**TASK TO CARRY OUT:** Your task is to gather the lines below that hold the string "fixed".

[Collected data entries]
----------------------------------------

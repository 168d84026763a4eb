//! First-boot detection.
//!
//! Grounded on `original_source/main/src/DiskUtilities.c`'s `fb` flag file
//! handling (`SPEC_FULL.md` §3 supplement; `spec.md` §6 names the `fb` file
//! but §4 doesn't otherwise define it). A single byte: `0xFF` means the
//! device has booted before; anything else (including an absent file) means
//! this is the first boot, and the caller should emit
//! `crate::event::Event::FirstTimePowerOn` exactly once.

use crate::hal::Storage;

pub const FIRST_BOOT_KEY: &str = "fb";
const NOT_FIRST_BOOT_BYTE: u8 = 0xFF;

/// Reads the flag, returning `true` iff this is the first boot, and writes
/// back the "not first boot" marker so every later boot reads `false`.
/// Mirrors the original's read-then-immediately-rewrite sequence so a crash
/// between read and any use of the result still leaves the flag consumed.
pub fn check_and_consume(storage: &mut dyn Storage) -> anyhow::Result<bool> {
    let is_first_boot = match storage.get_blob(FIRST_BOOT_KEY)? {
        Some(bytes) => bytes.first().copied() != Some(NOT_FIRST_BOOT_BYTE),
        None => true,
    };
    storage.set_blob(FIRST_BOOT_KEY, &[NOT_FIRST_BOOT_BYTE])?;
    Ok(is_first_boot)
}

#[cfg(test)]
mod tests {
    use super::*;
    use std::collections::HashMap;

    #[derive(Default)]
    struct MemStorage {
        map: HashMap<String, Vec<u8>>,
    }

    impl Storage for MemStorage {
        fn get_blob(&self, key: &str) -> anyhow::Result<Option<Vec<u8>>> {
            Ok(self.map.get(key).cloned())
        }
        fn set_blob(&mut self, key: &str, value: &[u8]) -> anyhow::Result<()> {
            self.map.insert(key.to_string(), value.to_vec());
            Ok(())
        }
        fn remove(&mut self, key: &str) -> anyhow::Result<()> {
            self.map.remove(key);
            Ok(())
        }
    }

    #[test]
    fn absent_flag_file_is_first_boot() {
        let mut storage = MemStorage::default();
        assert!(check_and_consume(&mut storage).unwrap());
    }

    #[test]
    fn second_check_reports_not_first_boot() {
        let mut storage = MemStorage::default();
        assert!(check_and_consume(&mut storage).unwrap());
        assert!(!check_and_consume(&mut storage).unwrap());
    }

    #[test]
    fn corrupt_non_0xff_byte_is_treated_as_first_boot() {
        let mut storage = MemStorage::default();
        storage.set_blob(FIRST_BOOT_KEY, &[0x00]).unwrap();
        assert!(check_and_consume(&mut storage).unwrap());
    }
}
//! Persistent usage counters.
//!
//! Grounded on `original_source/main/inc/GameTypes.h`'s `BadgeStats` struct
//! and the counter-increment call sites scattered through the original
//! firmware's touch/BLE/network handlers. This is a plain fixed-layout
//! record; persistence (file read/write, dirty flag, periodic flush) lives
//! in [`crate::store`].

use serde::{Deserialize, Serialize};

#[derive(Debug, Clone, Copy, PartialEq, Eq, Serialize, Deserialize)]
pub struct BadgeStats {
    pub power_on_count: u32,
    pub touch_count: u32,
    pub touch_command_count: u32,
    pub led_cycle_count: u32,
    pub battery_check_count: u32,
    pub ble_enable_count: u32,
    pub ble_disable_count: u32,
    pub ble_sequence_transfer_count: u32,
    pub ble_settings_transfer_count: u32,
    pub uart_input_count: u32,
    pub network_test_count: u32,
}

impl Default for BadgeStats {
    fn default() -> Self {
        Self {
            power_on_count: 0,
            touch_count: 0,
            touch_command_count: 0,
            led_cycle_count: 0,
            battery_check_count: 0,
            ble_enable_count: 0,
            ble_disable_count: 0,
            ble_sequence_transfer_count: 0,
            ble_settings_transfer_count: 0,
            uart_input_count: 0,
            network_test_count: 0,
        }
    }
}

impl BadgeStats {
    /// Saturating increments: a stuck-at-max counter is a far better
    /// failure mode than wrapping back to zero and looking freshly reset.
    pub fn record_power_on(&mut self) {
        self.power_on_count = self.power_on_count.saturating_add(1);
    }

    pub fn record_touch(&mut self) {
        self.touch_count = self.touch_count.saturating_add(1);
    }

    pub fn record_touch_command(&mut self) {
        self.touch_command_count = self.touch_command_count.saturating_add(1);
    }

    pub fn record_led_cycle(&mut self) {
        self.led_cycle_count = self.led_cycle_count.saturating_add(1);
    }

    pub fn record_battery_check(&mut self) {
        self.battery_check_count = self.battery_check_count.saturating_add(1);
    }

    pub fn record_ble_enable(&mut self) {
        self.ble_enable_count = self.ble_enable_count.saturating_add(1);
    }

    pub fn record_ble_disable(&mut self) {
        self.ble_disable_count = self.ble_disable_count.saturating_add(1);
    }

    pub fn record_ble_sequence_transfer(&mut self) {
        self.ble_sequence_transfer_count = self.ble_sequence_transfer_count.saturating_add(1);
    }

    pub fn record_ble_settings_transfer(&mut self) {
        self.ble_settings_transfer_count = self.ble_settings_transfer_count.saturating_add(1);
    }

    pub fn record_uart_input(&mut self) {
        self.uart_input_count = self.uart_input_count.saturating_add(1);
    }

    pub fn record_network_test(&mut self) {
        self.network_test_count = self.network_test_count.saturating_add(1);
    }
}

#[cfg(test)]
mod tests {
    use super::*;

    #[test]
    fn default_stats_are_zero() {
        let stats = BadgeStats::default();
        assert_eq!(stats.power_on_count, 0);
        assert_eq!(stats.touch_count, 0);
    }

    #[test]
    fn counters_saturate_instead_of_wrapping() {
        let mut stats = BadgeStats {
            touch_count: u32::MAX,
            ..Default::default()
        };
        stats.record_touch();
        assert_eq!(stats.touch_count, u32::MAX);
    }

    #[test]
    fn serde_round_trips() {
        let mut stats = BadgeStats::default();
        stats.record_power_on();
        stats.record_touch();
        let json = serde_json::to_string(&stats).unwrap();
        let back: BadgeStats = serde_json::from_str(&json).unwrap();
        assert_eq!(stats, back);
    }
}
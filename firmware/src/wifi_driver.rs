//! `esp-idf-svc` Wi-Fi driver, driven by [`badge_core::wifi::WifiClient`].
//!
//! Grounded on the pack's `dougborg-AirHound` firmware (`BlockingWifi::wrap`
//! around `EspWifi`, one `EspSystemEventLoop` taken once in `main`). The
//! state machine in `badge_core::wifi` decides *when* to connect/disconnect
//! and tracks retries; this driver only translates those decisions into
//! real `esp-idf-svc` calls and feeds connection outcomes back with
//! `on_station_started`/`on_disconnected_event`/`on_got_ip`.

use std::sync::Mutex;

use badge_core::wifi::WifiClient;
use esp_idf_svc::wifi::{AuthMethod, BlockingWifi, ClientConfiguration, Configuration, EspWifi};

pub struct WifiDriver<'a> {
    wifi: BlockingWifi<EspWifi<'a>>,
    client: Mutex<WifiClient>,
}

impl<'a> WifiDriver<'a> {
    pub fn new(wifi: BlockingWifi<EspWifi<'a>>, max_retries: u8) -> Self {
        Self {
            wifi,
            client: Mutex::new(WifiClient::new(max_retries)),
        }
    }

    pub fn client(&self) -> std::sync::MutexGuard<'_, WifiClient> {
        self.client.lock().expect("wifi client mutex poisoned")
    }

    /// Actually brings the radio up against `ssid`/`password` and blocks
    /// until connected or the driver gives up, then feeds the outcome back
    /// into the state machine.
    pub fn connect(&mut self, ssid: &str, password: &str) -> anyhow::Result<()> {
        self.wifi.set_configuration(&Configuration::Client(ClientConfiguration {
            ssid: ssid.try_into().map_err(|_| anyhow::anyhow!("ssid too long"))?,
            password: password.try_into().map_err(|_| anyhow::anyhow!("password too long"))?,
            auth_method: AuthMethod::WPA2Personal,
            ..Default::default()
        }))?;

        self.wifi.start()?;
        self.client().on_station_started();

        match self.wifi.connect() {
            Ok(()) => {}
            Err(e) => {
                let should_retry = self.client().on_disconnected_event();
                if should_retry {
                    return self.connect(ssid, password);
                }
                return Err(e.into());
            }
        }

        self.wifi.wait_netif_up()?;
        self.client().on_got_ip();
        Ok(())
    }

    pub fn disconnect(&mut self) -> anyhow::Result<()> {
        if self.client().disconnect() {
            self.wifi.stop()?;
            self.client().on_station_stopped();
        }
        Ok(())
    }

    pub fn is_connected(&self) -> bool {
        self.wifi.is_connected().unwrap_or(false)
    }
}
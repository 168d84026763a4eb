//! Vibration motor driven as a GPIO output pin, pulsed for a fixed duration.
//!
//! The teacher has no motor at all; grounded on the same "own a
//! `PinDriver`, flip it in a blocking loop" shape `board.rs` uses for its
//! I2C reads, here applied to a digital output instead.

use badge_core::hal::Vibration;
use esp_idf_hal::delay::FreeRtos;
use esp_idf_hal::gpio::{Output, PinDriver};

pub struct GpioVibrator<'a> {
    pin: PinDriver<'a, esp_idf_hal::gpio::AnyOutputPin, Output>,
}

impl<'a> GpioVibrator<'a> {
    pub fn new(pin: PinDriver<'a, esp_idf_hal::gpio::AnyOutputPin, Output>) -> Self {
        Self { pin }
    }
}

impl<'a> Vibration for GpioVibrator<'a> {
    fn pulse(&mut self, duration: std::time::Duration) -> anyhow::Result<()> {
        self.pin.set_high()?;
        FreeRtos::delay_ms(duration.as_millis() as u32);
        self.pin.set_low()?;
        Ok(())
    }
}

----------------------------------------

**SOLUTION:**
//! firmware's touch/BLE/network handlers. This is a plain fixed-layout
//! Vibration motor driven as a GPIO output pin, pulsed for a fixed duration.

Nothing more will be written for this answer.